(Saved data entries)
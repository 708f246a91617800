//! Default regex patterns for field extraction.
//!
//! Sources are kept as plain strings so that configuration can replace them;
//! the compiled defaults below are what `new()` constructors use.

use lazy_static::lazy_static;
use regex::Regex;

use crate::error::{DocsiftError, Result};
use crate::models::config::PatternConfig;

pub const EMAIL_PATTERN: &str = r"\b[A-Za-z0-9._%+-]+@[A-Za-z0-9.-]+\.[A-Z|a-z]{2,}\b";

pub const PHONE_PATTERNS: [&str; 3] = [
    // US style, optional +country prefix, parenthesized or separated groups
    r"(\+\d{1,3}[-.\s]?)?\(?\d{3}\)?[-.\s]?\d{3}[-.\s]?\d{4}",
    // International: +NN then 10 digits
    r"\+\d{1,3}\s?\d{10}",
    // Bare 10 digits
    r"\d{10}",
];

pub const DATE_PATTERNS: [&str; 3] = [
    // DD/MM/YYYY or MM/DD/YYYY
    r"\b\d{1,2}[/-]\d{1,2}[/-]\d{4}\b",
    // YYYY/MM/DD
    r"\b\d{4}[/-]\d{1,2}[/-]\d{1,2}\b",
    // DD Mon YYYY
    r"(?i)\b\d{1,2}\s+(Jan|Feb|Mar|Apr|May|Jun|Jul|Aug|Sep|Oct|Nov|Dec)\s+\d{4}\b",
];

pub const IDENTIFIER_PATTERN: &str = r"\b\d{4}\s?\d{4}\s?\d{4}\b";

pub const DATE_OF_BIRTH_PATTERNS: [&str; 2] = [
    r"\b\d{2}[/-]\d{2}[/-]\d{4}\b",
    r"\b\d{2}[/-]\d{2}[/-]\d{2}\b",
];

lazy_static! {
    pub static ref EMAIL: Regex = Regex::new(EMAIL_PATTERN).unwrap();

    pub static ref PHONE: Vec<Regex> = compile_defaults(&PHONE_PATTERNS);

    pub static ref DATE: Vec<Regex> = compile_defaults(&DATE_PATTERNS);

    pub static ref IDENTIFIER: Regex = Regex::new(IDENTIFIER_PATTERN).unwrap();

    pub static ref DATE_OF_BIRTH: Vec<Regex> = compile_defaults(&DATE_OF_BIRTH_PATTERNS);
}

fn compile_defaults(sources: &[&str]) -> Vec<Regex> {
    sources.iter().map(|s| Regex::new(s).unwrap()).collect()
}

/// A compiled set of extraction patterns.
#[derive(Debug, Clone)]
pub struct PatternSet {
    pub email: Regex,
    pub phone: Vec<Regex>,
    pub date: Vec<Regex>,
    pub identifier: Regex,
    pub date_of_birth: Vec<Regex>,
}

impl PatternSet {
    /// Compile patterns supplied as configuration.
    pub fn compile(config: &PatternConfig) -> Result<Self> {
        Ok(Self {
            email: compile_one("email", &config.email)?,
            phone: compile_many("phone", &config.phone)?,
            date: compile_many("date", &config.date)?,
            identifier: compile_one("identifier", &config.identifier)?,
            date_of_birth: compile_many("date_of_birth", &config.date_of_birth)?,
        })
    }
}

impl Default for PatternSet {
    fn default() -> Self {
        Self {
            email: EMAIL.clone(),
            phone: PHONE.clone(),
            date: DATE.clone(),
            identifier: IDENTIFIER.clone(),
            date_of_birth: DATE_OF_BIRTH.clone(),
        }
    }
}

fn compile_one(field: &str, source: &str) -> Result<Regex> {
    Regex::new(source).map_err(|source| DocsiftError::Pattern {
        field: field.to_string(),
        source,
    })
}

fn compile_many(field: &str, sources: &[String]) -> Result<Vec<Regex>> {
    sources.iter().map(|s| compile_one(field, s)).collect()
}

#[cfg(test)]
mod tests {
    use super::*;

    #[test]
    fn test_compile_default_config() {
        let set = PatternSet::compile(&PatternConfig::default()).unwrap();
        assert_eq!(set.phone.len(), 3);
        assert_eq!(set.date.len(), 3);
        assert_eq!(set.date_of_birth.len(), 2);
        assert_eq!(set.email.as_str(), EMAIL.as_str());
    }

    #[test]
    fn test_compile_reports_bad_pattern() {
        let config = PatternConfig {
            phone: vec![r"(\d{3}".to_string()],
            ..PatternConfig::default()
        };

        let err = PatternSet::compile(&config).unwrap_err();
        assert!(matches!(err, DocsiftError::Pattern { ref field, .. } if field == "phone"));
    }
}
//! Line-oriented heuristics for fields without a fixed lexical pattern.
//!
//! These run on the raw text, never on normalized text, so that line breaks
//! survive. Every heuristic returns an empty value when no line qualifies.

pub mod gender;
pub mod key_points;
pub mod name;

pub use gender::infer_gender;
pub use key_points::KeyPointDetector;
pub use name::NameInferencer;

/// Split text on `\n` and trim each line. Empty lines are kept.
pub fn split_lines(text: &str) -> Vec<&str> {
    text.split('\n').map(str::trim).collect()
}

#[cfg(test)]
mod tests {
    use super::*;

    #[test]
    fn test_split_lines() {
        assert_eq!(split_lines("  a \r\n\nb"), vec!["a", "", "b"]);
        assert_eq!(split_lines(""), vec![""]);
        assert_eq!(split_lines("x\n"), vec!["x", ""]);
    }
}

**PROBLEM TO SOLVE**
The lines from the top of the data above down to the line containing "pub struct PatternSet" are to be copied exactly; no other line should appear.

**FINISHED TASK**
repository 708f246a91617800
//! Default regex patterns for field extraction.
//!
//! Sources are kept as plain strings so that configuration can replace them;
//! the compiled defaults below are what `new()` constructors use.

use lazy_static::lazy_static;
use regex::Regex;

use crate::error::{DocsiftError, Result};
use crate::models::config::PatternConfig;

pub const EMAIL_PATTERN: &str = r"\b[A-Za-z0-9._%+-]+@[A-Za-z0-9.-]+\.[A-Z|a-z]{2,}\b";

pub const PHONE_PATTERNS: [&str; 3] = [
    // US style, optional +country prefix, parenthesized or separated groups
    r"(\+\d{1,3}[-.\s]?)?\(?\d{3}\)?[-.\s]?\d{3}[-.\s]?\d{4}",
    // International: +NN then 10 digits
    r"\+\d{1,3}\s?\d{10}",
    // Bare 10 digits
    r"\d{10}",
];

pub const DATE_PATTERNS: [&str; 3] = [
    // DD/MM/YYYY or MM/DD/YYYY
    r"\b\d{1,2}[/-]\d{1,2}[/-]\d{4}\b",
    // YYYY/MM/DD
    r"\b\d{4}[/-]\d{1,2}[/-]\d{1,2}\b",
    // DD Mon YYYY
    r"(?i)\b\d{1,2}\s+(Jan|Feb|Mar|Apr|May|Jun|Jul|Aug|Sep|Oct|Nov|Dec)\s+\d{4}\b",
];

pub const IDENTIFIER_PATTERN: &str = r"\b\d{4}\s?\d{4}\s?\d{4}\b";

pub const DATE_OF_BIRTH_PATTERNS: [&str; 2] = [
    r"\b\d{2}[/-]\d{2}[/-]\d{4}\b",
    r"\b\d{2}[/-]\d{2}[/-]\d{2}\b",
];

lazy_static! {
    pub static ref EMAIL: Regex = Regex::new(EMAIL_PATTERN).unwrap();

    pub static ref PHONE: Vec<Regex> = compile_defaults(&PHONE_PATTERNS);

    pub static ref DATE: Vec<Regex> = compile_defaults(&DATE_PATTERNS);

    pub static ref IDENTIFIER: Regex = Regex::new(IDENTIFIER_PATTERN).unwrap();

    pub static ref DATE_OF_BIRTH: Vec<Regex> = compile_defaults(&DATE_OF_BIRTH_PATTERNS);
}

fn compile_defaults(sources: &[&str]) -> Vec<Regex> {
    sources.iter().map(|s| Regex::new(s).unwrap()).collect()
}

/// A compiled set of extraction patterns.
#[derive(Debug, Clone)]
pub struct PatternSet {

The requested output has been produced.